--- ACTIVITY ---
Each line below that carries the string "upper" must appear in the answer.

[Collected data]
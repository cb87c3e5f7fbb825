//! Integration tests for local coupon resolution and coupon administration
//! against the migrated SQLite schema.

mod common;

use assert_matches::assert_matches;
use common::{at, date, fixed_coupon, percentage_coupon, TestApp};
use lovepage_api::{
    entities::coupon,
    errors::{RejectionReason, ServiceError},
    repositories::NewPartner,
    services::coupons::{DiscountSource, ResolutionOutcome},
};
use rust_decimal_macros::dec;
use sea_orm::{ActiveModelTrait, Set};

#[tokio::test]
async fn percentage_coupon_discounts_plan_price() {
    let app = TestApp::new().await;
    let coupon = app.seed_coupon(percentage_coupon("SAVE10", dec!(10))).await;

    let outcome = app
        .factory
        .coupon_resolver()
        .resolve("SAVE10", 1990, at("2025-03-01T12:00:00Z"))
        .await
        .unwrap();

    assert_matches!(outcome, ResolutionOutcome::Accepted(discount) => {
        assert_eq!(discount.discount_cents, 199);
        assert_eq!(discount.code, "SAVE10");
        assert_eq!(discount.coupon_id(), Some(coupon.id));
        assert_matches!(discount.source, DiscountSource::Local { discount_value, .. } => {
            assert_eq!(discount_value, dec!(10));
        });
    });
}

#[tokio::test]
async fn fixed_amount_in_major_units_can_exceed_price() {
    let app = TestApp::new().await;
    app.seed_coupon(fixed_coupon("FLAT500", dec!(500))).await;

    let outcome = app
        .factory
        .coupon_resolver()
        .resolve("FLAT500", 1990, at("2025-03-01T12:00:00Z"))
        .await
        .unwrap();

    assert_eq!(
        outcome,
        ResolutionOutcome::Rejected(vec![RejectionReason::DiscountExceedsPrice])
    );
}

#[tokio::test]
async fn lookup_ignores_case_and_whitespace() {
    let app = TestApp::new().await;
    app.seed_coupon(percentage_coupon("save10", dec!(10))).await;
    let resolver = app.factory.coupon_resolver();
    let now = at("2025-03-01T12:00:00Z");

    let lower = resolver.resolve("save10", 1990, now).await.unwrap();
    let upper = resolver.resolve("SAVE10", 1990, now).await.unwrap();
    let padded = resolver.resolve("  Save10 ", 1990, now).await.unwrap();

    assert_matches!(lower, ResolutionOutcome::Accepted(_));
    assert_eq!(lower, upper);
    assert_eq!(upper, padded);
}

#[tokio::test]
async fn unknown_code_defers_to_provider() {
    let app = TestApp::new().await;

    let outcome = app
        .factory
        .coupon_resolver()
        .resolve(" welcome ", 1990, at("2025-03-01T12:00:00Z"))
        .await
        .unwrap();

    assert_eq!(outcome, ResolutionOutcome::DeferToExternal("WELCOME".to_string()));
}

#[tokio::test]
async fn expired_window_is_rejected() {
    let app = TestApp::new().await;
    let mut input = percentage_coupon("SUMMER", dec!(15));
    input.start_date = Some(date(2025, 1, 1));
    input.end_date = Some(date(2025, 1, 31));
    app.seed_coupon(input).await;
    let resolver = app.factory.coupon_resolver();

    let last_moment = resolver
        .resolve("SUMMER", 1990, at("2025-01-31T23:59:59Z"))
        .await
        .unwrap();
    let after = resolver
        .resolve("SUMMER", 1990, at("2025-02-01T00:00:00Z"))
        .await
        .unwrap();

    assert_matches!(last_moment, ResolutionOutcome::Accepted(_));
    assert_eq!(
        after,
        ResolutionOutcome::Rejected(vec![RejectionReason::AfterWindow])
    );
}

#[tokio::test]
async fn resolution_is_idempotent() {
    let app = TestApp::new().await;
    app.seed_coupon(percentage_coupon("LOVE15", dec!(15))).await;
    let resolver = app.factory.coupon_resolver();
    let now = at("2025-03-01T12:00:00Z");

    let first = resolver.resolve("LOVE15", 4990, now).await.unwrap();
    let second = resolver.resolve("LOVE15", 4990, now).await.unwrap();

    assert_eq!(first, second);
}

#[tokio::test]
async fn redemption_stops_at_usage_limit() {
    let app = TestApp::new().await;
    let mut input = percentage_coupon("TWICE", dec!(20));
    input.usage_limit = Some(2);
    let coupon = app.seed_coupon(input).await;
    let repo = app.factory.coupon_repository();

    assert!(repo.record_redemption(coupon.id).await.unwrap());
    assert!(repo.record_redemption(coupon.id).await.unwrap());
    assert!(!repo.record_redemption(coupon.id).await.unwrap());

    let stored = repo.find_by_id(coupon.id).await.unwrap().unwrap();
    assert_eq!(stored.used_count, 2);

    let outcome = app
        .factory
        .coupon_resolver()
        .resolve("TWICE", 1990, at("2025-03-01T12:00:00Z"))
        .await
        .unwrap();
    assert_eq!(
        outcome,
        ResolutionOutcome::Rejected(vec![RejectionReason::UsageExhausted])
    );
}

#[tokio::test]
async fn redemption_refused_for_inactive_coupon() {
    let app = TestApp::new().await;
    let mut input = percentage_coupon("PAUSED", dec!(20));
    input.active = false;
    let coupon = app.seed_coupon(input).await;

    let redeemed = app
        .factory
        .coupon_repository()
        .record_redemption(coupon.id)
        .await
        .unwrap();

    assert!(!redeemed);
}

#[tokio::test]
async fn resolving_never_counts_a_use() {
    let app = TestApp::new().await;
    let coupon = app.seed_coupon(percentage_coupon("SAVE10", dec!(10))).await;
    let resolver = app.factory.coupon_resolver();

    for _ in 0..3 {
        resolver
            .resolve("SAVE10", 1990, at("2025-03-01T12:00:00Z"))
            .await
            .unwrap();
    }

    let stored = app
        .factory
        .coupon_repository()
        .find_by_id(coupon.id)
        .await
        .unwrap()
        .unwrap();
    assert_eq!(stored.used_count, 0);
}

#[tokio::test]
async fn duplicate_code_is_a_conflict() {
    let app = TestApp::new().await;
    app.seed_coupon(percentage_coupon("SAVE10", dec!(10))).await;

    let result = app
        .factory
        .coupon_repository()
        .create(percentage_coupon("save10", dec!(5)))
        .await;

    assert_matches!(result, Err(ServiceError::Conflict(_)));
}

#[tokio::test]
async fn invalid_terms_are_rejected_before_insert() {
    let app = TestApp::new().await;

    let result = app
        .factory
        .coupon_repository()
        .create(percentage_coupon("TOOMUCH", dec!(100)))
        .await;

    assert_matches!(result, Err(ServiceError::ValidationError(_)));
}

#[tokio::test]
async fn direct_writes_store_canonical_code() {
    let app = TestApp::new().await;
    let coupon = app.seed_coupon(percentage_coupon("SAVE10", dec!(10))).await;
    let db = app.factory.db_pool().as_ref();

    let mut active: coupon::ActiveModel = coupon.into();
    active.code = Set("  renamed ".to_string());
    let updated = active.update(db).await.unwrap();

    assert_eq!(updated.code, "RENAMED");
    assert!(app
        .factory
        .coupon_repository()
        .find_by_code("renamed")
        .await
        .unwrap()
        .is_some());
}

#[tokio::test]
async fn deleting_partner_keeps_its_coupons() {
    let app = TestApp::new().await;
    let partners = app.factory.partner_repository();
    let partner = partners
        .create(NewPartner {
            name: "Flower Shop".to_string(),
            contact_email: Some("hello@flowers.example".to_string()),
        })
        .await
        .unwrap();

    let mut input = percentage_coupon("FLOWERS", dec!(12));
    input.partner_id = Some(partner.id);
    let coupon = app.seed_coupon(input).await;
    assert_eq!(coupon.partner_id, Some(partner.id));

    assert!(partners.delete(partner.id).await.unwrap());
    assert!(partners.find_by_id(partner.id).await.unwrap().is_none());

    let stored = app
        .factory
        .coupon_repository()
        .find_by_code("FLOWERS")
        .await
        .unwrap()
        .unwrap();
    assert_eq!(stored.partner_id, None);
    assert!(!partners.delete(partner.id).await.unwrap());
}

--- RESULT ---
    let upper = resolver.resolve("SAVE10", 1990, now).await.unwrap();
    assert_eq!(lower, upper);
    assert_eq!(upper, padded);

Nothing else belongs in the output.